Of interest to many amateur anglers in the Texas and Oklahoma area, officials with B.A.S.S. also announced that the TNT Fireworks Bassmaster B.A.S.S. Nation Series event will be staged from Oct. 14-16 at Toledo Bend Reservoir.


Meanwhile, officials with the Tulsa-based Major League Fishing Bass Pro Tour have trimmed their schedule down considerably for the remainder of 2020, planning to restart a limited schedule next month in central Florida.


That derby will be the BPT Heavy Hitter’s event from June 7-12 on the Kissimmee Chain of Lakes near Orlando. Previously intended for this season's Top 30 BPT pros, the event is now open to all 80 of the circuit's anglers and will feature some bigtime money for those fortunate enough to catch each round's biggest bass.


After the Heavy Hitter’s event, the BPT circuit plans only one other derby in 2020, the


the Stage Five event at Vermont's Lake Champlain from July 10-15. Incidentally, the last couple of those derby dates became available after the recent cancellation of the 2020 ICAST fishing trade show, an annual event previously scheduled in Orlando for July 14-17.


Also trimming back its schedule for the remainder of 2020 is the FLW Pro Circuit, which is owned by Major League Fishing. The only other regular pro-level tournament to be held this year by FLW officials is the tour’s TITLE Championship event on the St. Lawrence River from Aug. 24-29.


But in a move that caused a lot of social media and Internet message board stir, FLW officials also announced late last week the creation of three "Super Tournaments" for the remainder of 2020. Those Super Tourneys are slated for Tennessee’s Lake Chickamauga from June 23-26; on the Mississippi River near Lacrosse, Wis. from July 29-Aug. 1; and on Michigan’s Detroit River from Aug. 11-14.


What’s so unique about these new Super derbies? In addition to higher payouts, the potential tournament fields could be as high as 200 boats. Why is that? Because invitations to participate in the events have been extended not only to the current FLW Pro Circuit angling field, but also to the MLF’s 80 anglers who compete on the BPT circuit.


While there’s no word just yet on how many of the BPT pros — which includes the likes of Kevin VanDam, Shaw Grigsby, Kelly Jordon, Randy Howell, Jordan Lee, Mike Iaconelli, and others — will actually compete in these three new events, those pros reportedly have until today to make their decisions about participating.
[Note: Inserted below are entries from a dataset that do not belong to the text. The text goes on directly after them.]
use std::io::BufRead;
use std::path::{Path, PathBuf};

use tracing::debug;

use super::{open_groups_file, parse_screened, GroupLocator, LocateError};
use crate::core::group::Group;
use crate::core::types::SearchPattern;

/// Scans the groups file from disk on every lookup
#[derive(Debug, Clone)]
pub struct StreamingLocator {
    path: PathBuf,
}

impl StreamingLocator {
    pub fn new(path: impl Into<PathBuf>) -> Self {
        Self { path: path.into() }
    }

    #[must_use]
    pub fn path(&self) -> &Path {
        &self.path
    }
}

impl GroupLocator for StreamingLocator {
    fn locate(&self, pattern: &SearchPattern) -> Result<Vec<Group>, LocateError> {
        let mut reader = open_groups_file(&self.path)?;
        let mut line: Vec<u8> = Vec::new();
        let mut groups = Vec::new();
        let mut lines_scanned = 0usize;

        loop {
            line.clear();
            let n = reader
                .read_until(b'\n', &mut line)
                .map_err(|e| LocateError::unavailable(&self.path, e))?;
            if n == 0 {
                break;
            }
            lines_scanned += 1;

            if let Some(group) = parse_screened(&line, pattern) {
                groups.push(group?);
            }
        }

        debug!(
            "Scanned {lines_scanned} lines of {} for '{pattern}': {} candidate groups",
            self.path.display(),
            groups.len()
        );

        Ok(groups)
    }
}

#[cfg(test)]
mod tests {
    use super::*;
    use crate::core::group::GroupError;
    use crate::locator::test_support::{
        gzipped_groups_file, plain_groups_file, GROUPS, NON_UTF8_GROUPS,
    };

    #[test]
    fn test_locate_by_prefix() {
        let file = plain_groups_file(GROUPS);
        let locator = StreamingLocator::new(file.path());

        let groups = locator
            .locate(&SearchPattern::LinePrefix("OG001".to_string()))
            .unwrap();
        let ids: Vec<&str> = groups.iter().map(|g| g.id.as_str()).collect();
        assert_eq!(ids, vec!["OG0010", "OG0011"]);
    }

    #[test]
    fn test_locate_substring_returns_candidates_in_file_order() {
        let file = plain_groups_file(GROUPS);
        let locator = StreamingLocator::new(file.path());

        // Screen only: both the exact gene and its longer sibling pass
        let groups = locator
            .locate(&SearchPattern::Contains("MAL13P1.15".to_string()))
            .unwrap();
        let ids: Vec<&str> = groups.iter().map(|g| g.id.as_str()).collect();
        assert_eq!(ids, vec!["OG0010", "OG0011"]);
    }

    #[test]
    fn test_locate_gzipped() {
        let file = gzipped_groups_file(GROUPS);
        let locator = StreamingLocator::new(file.path());

        let groups = locator
            .locate(&SearchPattern::LinePrefix("OG0001:".to_string()))
            .unwrap();
        assert_eq!(groups.len(), 1);
        assert_eq!(groups[0].genes[2], "pfal|GENE3");
    }

    #[test]
    fn test_locate_keeps_duplicates() {
        let file = plain_groups_file("OG1: hsap|A\nOG1: hsap|A\n");
        let locator = StreamingLocator::new(file.path());

        let groups = locator
            .locate(&SearchPattern::Contains("hsap|A".to_string()))
            .unwrap();
        assert_eq!(groups.len(), 2);
    }

    #[test]
    fn test_locate_no_match() {
        let file = plain_groups_file(GROUPS);
        let locator = StreamingLocator::new(file.path());

        let groups = locator
            .locate(&SearchPattern::Contains("nothing".to_string()))
            .unwrap();
        assert!(groups.is_empty());
    }

    #[test]
    fn test_malformed_screened_line_aborts() {
        let file = plain_groups_file("OG1: hsap|A\ngarbage hsap|A\n");
        let locator = StreamingLocator::new(file.path());

        let result = locator.locate(&SearchPattern::Contains("hsap|A".to_string()));
        assert!(matches!(
            result,
            Err(LocateError::Malformed(GroupError::MalformedGroupLine(_)))
        ));
    }

    #[test]
    fn test_malformed_unscreened_line_is_ignored() {
        let file = plain_groups_file("garbage\nOG1: hsap|A\n");
        let locator = StreamingLocator::new(file.path());

        let groups = locator
            .locate(&SearchPattern::Contains("hsap|A".to_string()))
            .unwrap();
        assert_eq!(groups.len(), 1);
    }

    #[test]
    fn test_non_utf8_unscreened_line_is_ignored() {
        let file = plain_groups_file(NON_UTF8_GROUPS);
        let locator = StreamingLocator::new(file.path());

        let groups = locator
            .locate(&SearchPattern::LinePrefix("OG1:".to_string()))
            .unwrap();
        assert_eq!(groups.len(), 1);
        assert_eq!(groups[0].genes, vec!["hsap|A", "mmus|B"]);
    }

    #[test]
    fn test_non_utf8_screened_line_is_malformed() {
        let file = plain_groups_file(NON_UTF8_GROUPS);
        let locator = StreamingLocator::new(file.path());

        match locator.locate(&SearchPattern::Contains("pfal|C".to_string())) {
            Err(LocateError::Malformed(GroupError::MalformedGroupLine(line))) => {
                assert!(line.starts_with("OG2: hsap|caf"));
            }
            other => panic!("unexpected result: {other:?}"),
        }
    }

    #[test]
    fn test_missing_file_is_unavailable() {
        let locator = StreamingLocator::new("/nonexistent/groups.txt");
        let result = locator.locate(&SearchPattern::Contains("x".to_string()));
        assert!(matches!(
            result,
            Err(LocateError::ResourceUnavailable { .. })
        ));
    }

    #[test]
    fn test_corrupt_gzip_is_unavailable() {
        let file = plain_groups_file("this is not gzip data\n");
        let gz_path = file.path().with_extension("gz");
        std::fs::copy(file.path(), &gz_path).unwrap();

        let locator = StreamingLocator::new(&gz_path);
        let result = locator.locate(&SearchPattern::Contains("x".to_string()));
        std::fs::remove_file(&gz_path).unwrap();

        assert!(matches!(
            result,
            Err(LocateError::ResourceUnavailable { .. })
        ));
    }
}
Since the three new weigh-in style events are all entry fee tournaments — events on the BPT circuit are all no-entry fee derbies — there’s been speculation this week about who will and who will not participate in these three new Super Tourneys. According to some observers, by early next week, that should be apparent. And the guess here is that with limited tournament money making options remaining in 2020, participation levels will likely be high.


It should be noted that in many ways, the nation continues to be held at bay by the coronavirus crisis and the efforts to slow its spread. The situation and news surrounding the pandemic is fluid, changing almost by the hour. And with some of the states where future tournaments are scheduled for later this year still having business lockdowns and shelter in place orders in effect, it isn’t clear how many of these derbies will actually be able to take place as scheduled.


But in a professional bass fishing season that was put on hold in mid-March, the news about season restart plans and the three new Super Tournaments has certainly given the sport a new buzz in a year all but lost so far to the COVID-19 pandemic.


Hopefully, these revamped tournament plans will go off without a hitch as much of the nation tries to start moving forward from the public health crisis that has engulfed the world over the last several weeks.


Only time will tell if that actually happens. But for now, at least, there’s the hope from amateur and pro anglers alike of simply getting back onto the water, feeling a big bass pulling at the end of the line, and experiencing a big smile in a year dominated so far by frowns and sadness.


Anglers and fishing fans can all hope for that, can’t we?